Collected data entries:
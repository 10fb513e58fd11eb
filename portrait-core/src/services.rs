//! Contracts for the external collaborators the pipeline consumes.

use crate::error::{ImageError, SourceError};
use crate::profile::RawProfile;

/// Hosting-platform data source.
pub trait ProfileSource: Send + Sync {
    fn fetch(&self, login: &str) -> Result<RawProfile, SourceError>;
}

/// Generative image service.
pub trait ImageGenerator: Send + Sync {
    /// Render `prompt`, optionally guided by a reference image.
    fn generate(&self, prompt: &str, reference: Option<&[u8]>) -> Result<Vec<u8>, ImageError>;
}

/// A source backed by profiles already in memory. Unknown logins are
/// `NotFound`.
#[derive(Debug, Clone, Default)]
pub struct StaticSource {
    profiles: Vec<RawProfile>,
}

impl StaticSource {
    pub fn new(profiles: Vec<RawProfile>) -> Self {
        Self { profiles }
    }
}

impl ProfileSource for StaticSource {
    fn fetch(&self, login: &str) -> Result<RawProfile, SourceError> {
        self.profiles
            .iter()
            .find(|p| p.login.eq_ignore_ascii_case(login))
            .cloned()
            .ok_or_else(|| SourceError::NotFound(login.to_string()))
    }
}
--
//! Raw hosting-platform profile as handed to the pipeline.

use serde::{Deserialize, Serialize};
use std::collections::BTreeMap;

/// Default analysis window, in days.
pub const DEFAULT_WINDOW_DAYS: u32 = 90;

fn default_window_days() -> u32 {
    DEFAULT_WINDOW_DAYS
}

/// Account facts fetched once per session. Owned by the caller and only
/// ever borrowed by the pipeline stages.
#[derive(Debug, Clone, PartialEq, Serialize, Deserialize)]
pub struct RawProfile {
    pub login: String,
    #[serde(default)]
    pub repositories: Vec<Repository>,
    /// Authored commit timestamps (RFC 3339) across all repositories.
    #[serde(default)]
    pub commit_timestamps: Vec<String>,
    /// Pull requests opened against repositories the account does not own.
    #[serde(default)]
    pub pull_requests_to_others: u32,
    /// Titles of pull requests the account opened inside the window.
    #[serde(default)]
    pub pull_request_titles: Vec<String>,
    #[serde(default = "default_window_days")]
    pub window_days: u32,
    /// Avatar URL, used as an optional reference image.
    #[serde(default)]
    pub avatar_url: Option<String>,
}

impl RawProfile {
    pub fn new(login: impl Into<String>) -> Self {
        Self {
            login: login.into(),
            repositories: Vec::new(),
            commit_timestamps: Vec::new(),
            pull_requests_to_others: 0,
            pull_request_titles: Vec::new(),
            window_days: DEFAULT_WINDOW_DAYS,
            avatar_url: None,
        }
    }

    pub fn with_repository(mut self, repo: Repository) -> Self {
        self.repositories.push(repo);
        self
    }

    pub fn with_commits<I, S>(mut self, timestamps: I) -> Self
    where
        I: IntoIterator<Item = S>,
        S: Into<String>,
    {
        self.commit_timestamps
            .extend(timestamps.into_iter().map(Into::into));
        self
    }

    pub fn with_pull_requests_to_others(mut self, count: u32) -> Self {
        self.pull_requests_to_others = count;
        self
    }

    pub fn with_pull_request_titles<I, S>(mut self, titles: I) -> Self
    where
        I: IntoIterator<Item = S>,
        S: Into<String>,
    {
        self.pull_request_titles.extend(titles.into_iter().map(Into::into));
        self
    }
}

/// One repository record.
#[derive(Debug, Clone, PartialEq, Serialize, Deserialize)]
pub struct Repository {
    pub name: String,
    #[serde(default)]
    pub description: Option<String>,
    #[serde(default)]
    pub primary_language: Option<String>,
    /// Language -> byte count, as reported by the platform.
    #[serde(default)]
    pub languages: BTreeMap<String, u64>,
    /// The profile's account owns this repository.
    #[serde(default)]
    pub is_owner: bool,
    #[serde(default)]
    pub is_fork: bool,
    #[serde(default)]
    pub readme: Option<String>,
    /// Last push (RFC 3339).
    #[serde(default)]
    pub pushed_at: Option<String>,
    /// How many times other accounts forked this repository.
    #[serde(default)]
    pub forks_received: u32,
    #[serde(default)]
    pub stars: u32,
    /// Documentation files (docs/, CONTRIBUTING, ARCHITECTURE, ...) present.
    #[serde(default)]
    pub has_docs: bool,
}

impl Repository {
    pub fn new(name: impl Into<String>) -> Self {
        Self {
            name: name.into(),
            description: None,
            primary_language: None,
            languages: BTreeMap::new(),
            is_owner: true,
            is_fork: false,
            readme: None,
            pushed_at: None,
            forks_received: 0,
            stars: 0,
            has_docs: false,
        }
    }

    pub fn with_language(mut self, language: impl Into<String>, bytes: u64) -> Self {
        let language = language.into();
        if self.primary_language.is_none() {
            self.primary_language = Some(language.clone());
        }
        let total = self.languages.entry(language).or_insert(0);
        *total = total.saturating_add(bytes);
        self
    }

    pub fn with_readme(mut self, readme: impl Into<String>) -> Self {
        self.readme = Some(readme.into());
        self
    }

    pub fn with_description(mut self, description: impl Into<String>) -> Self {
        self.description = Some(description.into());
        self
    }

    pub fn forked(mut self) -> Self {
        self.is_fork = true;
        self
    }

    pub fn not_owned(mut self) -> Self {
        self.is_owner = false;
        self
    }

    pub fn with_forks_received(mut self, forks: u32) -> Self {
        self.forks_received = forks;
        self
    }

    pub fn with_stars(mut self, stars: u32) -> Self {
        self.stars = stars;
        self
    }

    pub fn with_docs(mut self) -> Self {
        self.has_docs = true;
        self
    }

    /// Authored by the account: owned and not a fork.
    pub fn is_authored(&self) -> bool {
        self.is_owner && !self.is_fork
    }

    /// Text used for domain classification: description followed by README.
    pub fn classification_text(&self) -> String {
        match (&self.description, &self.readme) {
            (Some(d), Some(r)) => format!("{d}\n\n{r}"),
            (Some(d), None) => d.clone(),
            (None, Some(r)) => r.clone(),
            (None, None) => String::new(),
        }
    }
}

What to work on = Return all lines from the entries that contain the string "RawProfile".

Solution =
use crate::profile::RawProfile;
    fn fetch(&self, login: &str) -> Result<RawProfile, SourceError>;
    profiles: Vec<RawProfile>,
    pub fn new(profiles: Vec<RawProfile>) -> Self {
    fn fetch(&self, login: &str) -> Result<RawProfile, SourceError> {
pub struct RawProfile {
impl RawProfile {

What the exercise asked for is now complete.